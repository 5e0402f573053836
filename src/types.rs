//! Core data types
//!
//! Sections, per-page and per-section statistics, navigation and selection logs,
//! detection candidates and the serializable tracker snapshot.

use chrono::{DateTime, Utc};
use serde::{Deserialize, Serialize};
use std::fmt;
use std::ops::RangeInclusive;

/// Stable, document-unique section identifier
#[derive(Debug, Clone, PartialEq, Eq, Hash, PartialOrd, Ord, Serialize, Deserialize)]
#[serde(transparent)]
pub struct SectionId(pub String);

impl SectionId {
    pub fn new(id: impl Into<String>) -> Self {
        Self(id.into())
    }

    pub fn as_str(&self) -> &str {
        &self.0
    }
}

impl fmt::Display for SectionId {
    fn fmt(&self, f: &mut fmt::Formatter<'_>) -> fmt::Result {
        f.write_str(&self.0)
    }
}

impl From<&str> for SectionId {
    fn from(s: &str) -> Self {
        Self(s.to_string())
    }
}

/// Where a section came from
#[derive(Debug, Clone, Copy, PartialEq, Eq, Serialize, Deserialize)]
#[serde(rename_all = "snake_case")]
pub enum SectionKind {
    /// From the document outline, or synthesized when there is none
    Configured,
    /// Created at runtime from a detected heading
    Dynamic,
}

/// A logical, page-bounded region of the document
#[derive(Debug, Clone, PartialEq, Serialize, Deserialize)]
pub struct Section {
    pub id: SectionId,
    pub title: String,
    pub start_page: u32,
    pub end_page: u32,
    pub level: u32,
    pub kind: SectionKind,
    #[serde(default, skip_serializing_if = "Vec::is_empty")]
    pub children: Vec<Section>,
}

impl Section {
    /// Create a configured leaf section
    pub fn configured(
        id: impl Into<String>,
        title: impl Into<String>,
        start_page: u32,
        end_page: u32,
        level: u32,
    ) -> Self {
        Self {
            id: SectionId::new(id),
            title: title.into(),
            start_page,
            end_page,
            level,
            kind: SectionKind::Configured,
            children: Vec::new(),
        }
    }

    /// Create a single-page dynamic section anchored at `page`
    pub fn dynamic(id: impl Into<String>, title: impl Into<String>, page: u32) -> Self {
        Self {
            id: SectionId::new(id),
            title: title.into(),
            start_page: page,
            end_page: page,
            level: 2,
            kind: SectionKind::Dynamic,
            children: Vec::new(),
        }
    }

    pub fn is_dynamic(&self) -> bool {
        self.kind == SectionKind::Dynamic
    }

    pub fn pages(&self) -> RangeInclusive<u32> {
        self.start_page..=self.end_page.max(self.start_page)
    }

    pub fn contains_page(&self, page: u32) -> bool {
        self.pages().contains(&page)
    }

    /// Copy without children, as stored in the flat index
    pub fn without_children(&self) -> Self {
        Self {
            children: Vec::new(),
            ..self.clone()
        }
    }
}

/// Reading statistics for one page
#[derive(Debug, Clone, PartialEq, Serialize, Deserialize)]
pub struct PageStat {
    pub page_number: u32,
    pub time_spent_ms: i64,
    pub visit_count: u32,
    pub completed: bool,
    pub last_visited_at: Option<DateTime<Utc>>,
}

impl PageStat {
    pub fn new(page_number: u32) -> Self {
        Self {
            page_number,
            time_spent_ms: 0,
            visit_count: 0,
            completed: false,
            last_visited_at: None,
        }
    }
}

/// Reading statistics for one section
#[derive(Debug, Clone, PartialEq, Serialize, Deserialize)]
pub struct SectionStat {
    pub section_id: SectionId,
    pub time_spent_ms: i64,
    pub visit_count: u32,
    pub completed: bool,
    pub started_at: Option<DateTime<Utc>>,
    pub ended_at: Option<DateTime<Utc>>,
    /// Pages covered by the section
    pub page_ids: Vec<u32>,
}

impl SectionStat {
    pub fn for_section(section: &Section) -> Self {
        Self {
            section_id: section.id.clone(),
            time_spent_ms: 0,
            visit_count: 0,
            completed: false,
            started_at: None,
            ended_at: None,
            page_ids: section.pages().collect(),
        }
    }
}

/// How the viewer moved between two pages
#[derive(Debug, Clone, Copy, PartialEq, Eq, Hash, Serialize, Deserialize)]
#[serde(rename_all = "snake_case")]
pub enum NavigationKind {
    Initial,
    Forward,
    Backward,
    Jump,
    Same,
}

/// One entry in the append-only navigation log
#[derive(Debug, Clone, PartialEq, Serialize, Deserialize)]
pub struct NavigationEvent {
    pub from_page: Option<u32>,
    pub to_page: u32,
    pub timestamp: DateTime<Utc>,
    pub kind: NavigationKind,
}

/// A captured user text selection
#[derive(Debug, Clone, PartialEq, Serialize, Deserialize)]
pub struct TextSelectionEvent {
    pub id: String,
    pub text: String,
    pub page: u32,
    pub section_title: Option<String>,
    pub timestamp: DateTime<Utc>,
    /// Length of `text` in characters
    pub length: usize,
}

/// Which signal produced a detection
#[derive(Debug, Clone, Copy, PartialEq, Eq, Serialize, Deserialize)]
#[serde(rename_all = "snake_case")]
pub enum DetectionMethod {
    PageMapping,
    TitlePattern,
    KeywordOverlap,
    HeadingSimilarity,
    DynamicSynthesis,
}

/// A ranked proposal for the section the viewer is in
#[derive(Debug, Clone, PartialEq, Serialize)]
pub struct DetectionCandidate {
    pub section: Section,
    /// Always within [0, 1]
    pub confidence: f64,
    pub method: DetectionMethod,
}

/// Aggregate metrics computed by [`crate::tracker::ReadingTracker::analytics`]
#[derive(Debug, Clone, PartialEq, Serialize, Deserialize)]
pub struct AnalyticsSummary {
    pub session_time_ms: i64,
    pub active_time_ms: i64,
    pub pages_completed: u32,
    pub sections_completed: u32,
    pub text_selections: u32,
    pub page_changes: u32,
    pub forward_moves: u32,
    pub backward_moves: u32,
    pub jump_moves: u32,
    /// forward / (forward + backward + jump), 0 when nothing moved
    pub linear_reading_ratio: f64,
    /// Completed pages as a percentage of the document
    pub progress_percentage: f64,
    pub words_read: u64,
    /// Words per active minute, clamped to the configured ceiling
    pub reading_speed_wpm: f64,
    /// Active time accrued in the current section visit
    pub current_section_time_ms: i64,
    pub is_active: bool,
    pub total_pages: u32,
    pub current_page: Option<u32>,
    pub current_section: Option<SectionId>,
}

/// Serializable projection of the tracker state
#[derive(Debug, Clone, PartialEq, Serialize, Deserialize)]
pub struct TrackerSnapshot {
    pub session_started_at: DateTime<Utc>,
    pub captured_at: DateTime<Utc>,
    pub summary: AnalyticsSummary,
    pub pages: Vec<PageStat>,
    pub sections: Vec<SectionStat>,
    pub navigation: Vec<NavigationEvent>,
    pub selections: Vec<TextSelectionEvent>,
    /// Sections synthesized at runtime, so a resumed session can re-register them
    #[serde(default)]
    pub dynamic_sections: Vec<Section>,
}

impl TrackerSnapshot {
    pub fn page(&self, page: u32) -> Option<&PageStat> {
        self.pages.iter().find(|p| p.page_number == page)
    }

    pub fn section(&self, id: &SectionId) -> Option<&SectionStat> {
        self.sections.iter().find(|s| &s.section_id == id)
    }

    pub fn to_json(&self) -> Result<String, serde_json::Error> {
        serde_json::to_string(self)
    }

    pub fn from_json(json: &str) -> Result<Self, serde_json::Error> {
        serde_json::from_str(json)
    }
}

#[cfg(test)]
mod tests {
    use super::*;

    #[test]
    fn test_navigation_kind_serialization() {
        let json = serde_json::to_string(&NavigationKind::Backward).unwrap();
        assert_eq!(json, "\"backward\"");

        let parsed: NavigationKind = serde_json::from_str("\"jump\"").unwrap();
        assert_eq!(parsed, NavigationKind::Jump);
    }

    #[test]
    fn test_section_id_is_transparent() {
        let section = Section::configured("section_1_0", "Intro", 1, 5, 1);
        let json = serde_json::to_value(&section).unwrap();
        assert_eq!(json["id"], "section_1_0");
        assert_eq!(json["kind"], "configured");
        assert!(json.get("children").is_none());
    }

    #[test]
    fn test_dynamic_section_shape() {
        let section = Section::dynamic("dynamic_section_4_results", "Results", 4);
        assert!(section.is_dynamic());
        assert_eq!(section.level, 2);
        assert_eq!(section.pages(), 4..=4);
        assert_eq!(SectionStat::for_section(&section).page_ids, vec![4]);
    }

    #[test]
    fn test_contains_page() {
        let section = Section::configured("s", "Methods", 6, 12, 1);
        assert!(section.contains_page(6));
        assert!(section.contains_page(12));
        assert!(!section.contains_page(13));
        assert!(!section.contains_page(5));
    }
}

__TASK TO COMPLETE__
Answer with the exact lines running from the one that contains "serde_json::from_str(json)" through the last line of the data. Include no other line.

__ANSWER FOR THE TASK__
        serde_json::from_str(json)
    }
}

#[cfg(test)]
mod tests {
    use super::*;

    #[test]
    fn test_navigation_kind_serialization() {
        let json = serde_json::to_string(&NavigationKind::Backward).unwrap();
        assert_eq!(json, "\"backward\"");

        let parsed: NavigationKind = serde_json::from_str("\"jump\"").unwrap();
        assert_eq!(parsed, NavigationKind::Jump);
    }

    #[test]
    fn test_section_id_is_transparent() {
        let section = Section::configured("section_1_0", "Intro", 1, 5, 1);
        let json = serde_json::to_value(&section).unwrap();
        assert_eq!(json["id"], "section_1_0");
        assert_eq!(json["kind"], "configured");
        assert!(json.get("children").is_none());
    }

    #[test]
    fn test_dynamic_section_shape() {
        let section = Section::dynamic("dynamic_section_4_results", "Results", 4);
        assert!(section.is_dynamic());
        assert_eq!(section.level, 2);
        assert_eq!(section.pages(), 4..=4);
        assert_eq!(SectionStat::for_section(&section).page_ids, vec![4]);
    }

    #[test]
    fn test_contains_page() {
        let section = Section::configured("s", "Methods", 6, 12, 1);
        assert!(section.contains_page(6));
        assert!(section.contains_page(12));
        assert!(!section.contains_page(13));
        assert!(!section.contains_page(5));
    }
}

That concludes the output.